Citation: ZHANG Wei-Dong, LI Ling-Qiao, HU Jin-Quan, FENG Yan-Chun, YIN Li-Hui, HU Chang-Qin, YANG Hui-Hua. Drug Discrimination by Near Infrared Spectroscopy Based on Stacked Sparse Auto-encoders Combined with Kernel Extreme Learning Machine. Chinese Journal of Analytical Chemistry, 2018, 46(9): 1446-1454. doi: 10.11895/j.issn.0253-3820.171343 [复制]
Drug Discrimination by Near Infrared Spectroscopy Based on Stacked Sparse Auto-encoders Combined with Kernel Extreme Learning Machine
提出一种基于堆栈稀疏自编码融合核极限学习机（Stacked sparse auto-encoders combine kernel extreme learning machine，SSAE-KELM）的近红外药品鉴别方法，通过引入核极限学习机代替SSAE的Softmax分类和BP微调阶段，减少了模型的训练步骤、训练参数以及训练时间，提高了深度学习网络的实际应用能力，核函数的引入提高了模型的分类能力。其中，SSAE用于初始化整个网络模型，并且从输入数据中学习到有用的特征，KELM用于实现分类任务。研究了SSAE-KELM模型对不同厂商生产的同一包装形式（铝塑或非铝塑）药品鉴别的预测能力、稳定性及训练时间，以实现药品的二分类和多分类的无损鉴别。同时，与ELM、SSAE、BP、SVM及随机隐退深度信念网络（Dropout-DBN）进行对比。结果表明，无论是二分类还是多分类，SSAE-KELM不仅具有更优的分类能力和稳定性、还减少了训练时间。因此，SSAE-KELM是一种有效的光谱分类建模工具。

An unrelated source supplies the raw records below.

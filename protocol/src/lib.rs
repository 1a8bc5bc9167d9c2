// Copyright (c) 2026 ALAS Technology. MIT License.
// See LICENSE for details.

//! # Veil Protocol — Core Library
//!
//! Veil signs and submits transactions to permissioned chains whose nodes
//! understand private transactions. A private transaction never puts its
//! payload on-chain: the payload goes to an enclave, the enclave hands back a
//! key, and the key is what gets signed and broadcast. The node recognizes
//! the transaction as private by its recovery id, which Veil moves from
//! 27/28 to 37/38 after signing.
//!
//! ## Architecture
//!
//! - **codec** — RLP tree decoding and encoding.
//! - **crypto** — secp256k1 credentials, Keccak-256, recoverable signatures.
//! - **transaction** — Building, signing, the private marker, inspection.
//! - **enclave** — The two-call enclave interface and its HTTP client.
//! - **network** — JSON-RPC to the chain node and receipt polling.
//! - **manager** — The pipeline and the two transaction managers.
//! - **config** — Protocol constants and defaults.
//!
//! ## Quick Start
//!
//! ```rust,no_run
//! use std::sync::Arc;
//! use primitive_types::U256;
//! use veil_protocol::crypto::Credentials;
//! use veil_protocol::enclave::{QuorumEnclave, TesseraClient};
//! use veil_protocol::manager::{ManagerConfig, RawTransactionManager};
//! use veil_protocol::network::NodeRpc;
//!
//! # async fn run() -> Result<(), Box<dyn std::error::Error>> {
//! let node = NodeRpc::http("http://127.0.0.1:22000")?;
//! let enclave = QuorumEnclave::new(TesseraClient::new("http://127.0.0.1:9081")?, node.clone());
//! let config = ManagerConfig::new(Credentials::generate(), "BULeR8JyUWhiuuCMU/HLA0Q5pzkYT+cHII3ZKBey3Bo=")
//!     .with_private_for(vec!["QfeDAys9MPDs2XHExtc84jKGHxZg/aj52DTh0vtA3Xc=".into()]);
//!
//! let manager = RawTransactionManager::new(config, Arc::new(enclave), node);
//! let result = manager
//!     .send_transaction(U256::zero(), U256::from(4_300_000u64), None, "0x6060", U256::zero())
//!     .await?;
//! println!("submitted {}", result.transaction_hash);
//! # Ok(())
//! # }
//! ```
//!
//! ## Design Philosophy
//!
//! 1. The private marker is a pure function over bytes. It never fails; a
//!    shape it doesn't recognize passes through unchanged.
//! 2. Absent is not a value. An unset privacy flag stays unset all the way
//!    to the wire.
//! 3. Nothing retries behind your back.

pub mod codec;
pub mod config;
pub mod crypto;
pub mod enclave;
pub mod manager;
pub mod network;
pub mod transaction;

#[cfg(test)]
pub(crate) mod testing;
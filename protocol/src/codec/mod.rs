//! # Binary List Codec
//!
//! The transaction wire format is a recursive, length-prefixed list of byte
//! strings (RLP). This module exposes it as a plain tree, [`RlpNode`], so the
//! privacy marker can take a signed encoding apart, swap one leaf, and put it
//! back together without caring about header arithmetic.
//!
//! The heavy lifting is done by the `rlp` crate. We only add:
//!
//! - a tree representation that can be pattern-matched and rebuilt, and
//! - a top-level decoder that accepts a concatenation of items and wraps them
//!   in a root list. A single signed transaction therefore decodes to
//!   `List([List([nonce, ..., s])])`.

pub mod rlp;

pub use self::rlp::{decode, encode, CodecError, RlpNode};
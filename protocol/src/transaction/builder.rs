//! Transaction construction via the builder pattern.
//!
//! The [`RawTransactionBuilder`] assembles an unsigned [`RawTransaction`] from
//! `(nonce, gas_price, gas_limit, to, value, data)`. It does not sign; that
//! happens in [`super::signing`]. This separation keeps construction testable
//! without key material.
//!
//! A built transaction is immutable. The private path never edits one in
//! place: it derives a new transaction with [`RawTransaction::with_data`].

use primitive_types::U256;

use super::types::{decode_hex, to_hex_prefixed, Address};
use super::verification::TransactionError;

// ---------------------------------------------------------------------------
// RawTransaction
// ---------------------------------------------------------------------------

/// An unsigned legacy transaction.
///
/// Only [`RawTransactionBuilder::build`] and [`RawTransaction::with_data`]
/// produce one, and both hold `data` as decoded bytes.
#[derive(Debug, Clone, PartialEq, Eq)]
pub struct RawTransaction {
    nonce: U256,
    gas_price: U256,
    gas_limit: U256,
    /// `None` creates a contract.
    to: Option<Address>,
    value: U256,
    data: Vec<u8>,
}

impl RawTransaction {
    /// Shorthand for a builder with the required nonce and gas fields set.
    pub fn builder(nonce: U256, gas_price: U256, gas_limit: U256) -> RawTransactionBuilder {
        RawTransactionBuilder::new()
            .nonce(nonce)
            .gas_price(gas_price)
            .gas_limit(gas_limit)
    }

    pub fn nonce(&self) -> U256 {
        self.nonce
    }

    pub fn gas_price(&self) -> U256 {
        self.gas_price
    }

    pub fn gas_limit(&self) -> U256 {
        self.gas_limit
    }

    pub fn to(&self) -> Option<&Address> {
        self.to.as_ref()
    }

    pub fn value(&self) -> U256 {
        self.value
    }

    /// The payload as 0x-prefixed lowercase hex.
    pub fn data(&self) -> String {
        to_hex_prefixed(&self.data)
    }

    /// The payload as raw bytes.
    pub fn data_bytes(&self) -> &[u8] {
        &self.data
    }

    /// Returns `true` if this transaction deploys a contract.
    pub fn is_contract_creation(&self) -> bool {
        self.to.is_none()
    }

    /// Derives a copy sharing every field except `data`.
    pub fn with_data(&self, data: &[u8]) -> RawTransaction {
        RawTransaction {
            data: data.to_vec(),
            ..self.clone()
        }
    }
}

// ---------------------------------------------------------------------------
// RawTransactionBuilder
// ---------------------------------------------------------------------------

/// Fluent builder for [`RawTransaction`].
///
/// # Usage
///
/// ```rust
/// use primitive_types::U256;
/// use veil_protocol::transaction::RawTransactionBuilder;
///
/// let tx = RawTransactionBuilder::new()
///     .nonce(U256::from(7u64))
///     .gas_price(U256::zero())
///     .gas_limit(U256::from(4_300_000u64))
///     .to_hex("0x2c7536e3605d9c16a7a3d7b1898e529396a65c23").unwrap()
///     .data("0xdeadbeef")
///     .build()
///     .unwrap();
///
/// assert_eq!(tx.data(), "0xdeadbeef");
/// ```
///
/// Defaults: every quantity is zero, `to` is absent (contract creation) and
/// `data` is empty.
#[derive(Debug, Clone, Default)]
pub struct RawTransactionBuilder {
    nonce: U256,
    gas_price: U256,
    gas_limit: U256,
    to: Option<Address>,
    value: U256,
    data: String,
}

impl RawTransactionBuilder {
    pub fn new() -> Self {
        Self::default()
    }

    /// Sets the sender's account nonce.
    pub fn nonce(mut self, nonce: U256) -> Self {
        self.nonce = nonce;
        self
    }

    pub fn gas_price(mut self, gas_price: U256) -> Self {
        self.gas_price = gas_price;
        self
    }

    pub fn gas_limit(mut self, gas_limit: U256) -> Self {
        self.gas_limit = gas_limit;
        self
    }

    /// Sets the recipient. `None` makes this a contract creation.
    pub fn to(mut self, to: Option<Address>) -> Self {
        self.to = to;
        self
    }

    /// Sets the recipient from hex. An empty string means contract creation.
    pub fn to_hex(self, to: &str) -> Result<Self, TransactionError> {
        if to.trim().is_empty() {
            return Ok(self.to(None));
        }
        let address = super::types::parse_address(to)?;
        Ok(self.to(Some(address)))
    }

    pub fn value(mut self, value: U256) -> Self {
        self.value = value;
        self
    }

    /// Sets the payload from hex (with or without `0x`).
    pub fn data(mut self, data: &str) -> Self {
        self.data = data.to_string();
        self
    }

    /// Sets the payload from raw bytes.
    pub fn data_bytes(mut self, data: &[u8]) -> Self {
        self.data = to_hex_prefixed(data);
        self
    }

    /// Consumes the builder and produces a [`RawTransaction`].
    ///
    /// # Errors
    ///
    /// [`TransactionError::InvalidHex`] if `data` is not valid hex.
    pub fn build(self) -> Result<RawTransaction, TransactionError> {
        let data = decode_hex(&self.data)?;
        Ok(RawTransaction {
            nonce: self.nonce,
            gas_price: self.gas_price,
            gas_limit: self.gas_limit,
            to: self.to,
            value: self.value,
            data,
        })
    }
}

// ---------------------------------------------------------------------------
// Tests
// ---------------------------------------------------------------------------
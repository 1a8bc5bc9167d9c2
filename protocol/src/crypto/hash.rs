//! # Hashing Utilities
//!
//! One hash function, and it isn't even the standardized SHA-3: the chain
//! uses the original Keccak-256 padding, which is what `sha3::Keccak256`
//! implements. Transaction hashes, signing digests and addresses all go
//! through [`keccak256`].

use sha3::{Digest, Keccak256};

/// Compute the Keccak-256 digest of the input.
///
/// # Example
///
/// ```
/// use veil_protocol::crypto::keccak256;
///
/// let hash = keccak256(b"");
/// assert_eq!(
///     hex::encode(hash),
///     "c5d2460186f7233c927e7db2dcc703c0e500b653ca82273b7bfad8045d85a470"
/// );
/// ```
pub fn keccak256(data: &[u8]) -> [u8; 32] {
    let mut hasher = Keccak256::new();
    hasher.update(data);
    let result = hasher.finalize();
    let mut output = [0u8; 32];
    output.copy_from_slice(&result);
    output
}

/// Hex-encoded Keccak-256 with a `0x` prefix. Handy for transaction hashes
/// that end up in logs and RPC responses.
pub fn keccak256_hex(data: &[u8]) -> String {
    format!("0x{}", hex::encode(keccak256(data)))
}
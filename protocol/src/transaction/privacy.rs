//! Recovery-field rewrite that marks a signed transaction as private.
//!
//! A receiving node recognizes a private transaction by its `v`: instead of
//! the legacy 27/28 it carries 37/38. The signature itself is untouched, so
//! the node can still recover the sender by mapping 37/38 back to recid 0/1.
//!
//! The rewrite works on the decoded tree and never on the input buffer:
//!
//! 1. decode the signed bytes into a root list,
//! 2. take the first element, which must be a list of more than 3 fields,
//! 3. replace the single-byte leaf at `len - 3` (`v`): 28 becomes 38, anything
//!    else becomes 37,
//! 4. re-encode that inner list. The root wrapper is dropped.
//!
//! Any shape mismatch, including bytes that don't decode at all, returns the
//! input unchanged. This fail-open behavior is intentional compatibility with
//! existing signers and must not be turned into an error.

use crate::codec::{self, RlpNode};
use crate::config::{LEGACY_V_BASE, PRIVATE_V_EVEN, PRIVATE_V_ODD, RECOVERY_FIELD_FROM_END};

/// Maps a legacy recovery byte to its private marker.
///
/// `28 -> 38`; every other value (in practice 27) `-> 37`.
pub fn private_recovery_byte(v: u8) -> u8 {
    if v == LEGACY_V_BASE + 1 {
        PRIVATE_V_ODD
    } else {
        PRIVATE_V_EVEN
    }
}

/// Rewrites the recovery field of a decoded root, returning the new inner
/// list, or `None` when the tree doesn't have the expected shape.
pub fn rewrite_recovery_id(root: &RlpNode) -> Option<RlpNode> {
    let first = root.as_list()?.first()?;
    let fields = first.as_list()?;
    if fields.len() <= RECOVERY_FIELD_FROM_END {
        return None;
    }

    let index = fields.len() - RECOVERY_FIELD_FROM_END;
    let v = fields[index].as_single_byte()?;

    let mut rewritten = fields.to_vec();
    rewritten[index] = RlpNode::Bytes(vec![private_recovery_byte(v)]);
    Some(RlpNode::List(rewritten))
}

/// Marks a signed encoding as private.
///
/// Returns a new buffer; `signed` is never modified. If the encoding does not
/// have the expected shape the output equals the input byte for byte.
///
/// Apply exactly once per signing. Running it over an already-marked
/// encoding maps 37 and 38 both to 37, which breaks sender recovery half the
/// time.
pub fn mark_private(signed: &[u8]) -> Vec<u8> {
    let root = match codec::decode(signed) {
        Ok(root) => root,
        Err(err) => {
            tracing::debug!(error = %err, "signed encoding did not decode; leaving it unmarked");
            return signed.to_vec();
        }
    };

    match rewrite_recovery_id(&root) {
        Some(inner) => codec::encode(&inner),
        None => {
            tracing::debug!(
                len = signed.len(),
                "signed encoding has no single-byte recovery field; leaving it unmarked"
            );
            signed.to_vec()
        }
    }
}

// ---------------------------------------------------------------------------
// Tests
// ---------------------------------------------------------------------------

A method for drug discrimination with near infrared spectroscopy based on stacked sparse auto-encoders combined with kernel extreme learning machine (SSAE-KELM) was developed. By introducing the KELM instead of the SSAE's Softmax classification and BP fine-tuning stage, the training steps, training parameters and training time of the SSAE were reduced, and the practical application of the deep learning network was improved, as well the classification ability of the model was improved by introduction of kernel function. Among which SSAE was used to initialize the entire network model and learn useful features from the input data and KELM was used to perform the classification. To identify binary-classification and multi-classification of drugs, the predictability, stability and training time of SSAE-KELM model for the same package (Aluminum-plastic or non-Aluminum-plastic) drug by different manufactures were investigated. At the same time, SSAE-KELM was compared with ELM, SSAE, SVM, BP and Dropout-DBN, and it was found that SSAE-KELM not only reduced the training time but had higher classification accuracy and stability in binary and multi-class classification. Therefore, SSAE-KELM is an effective spectral classification modeling tool.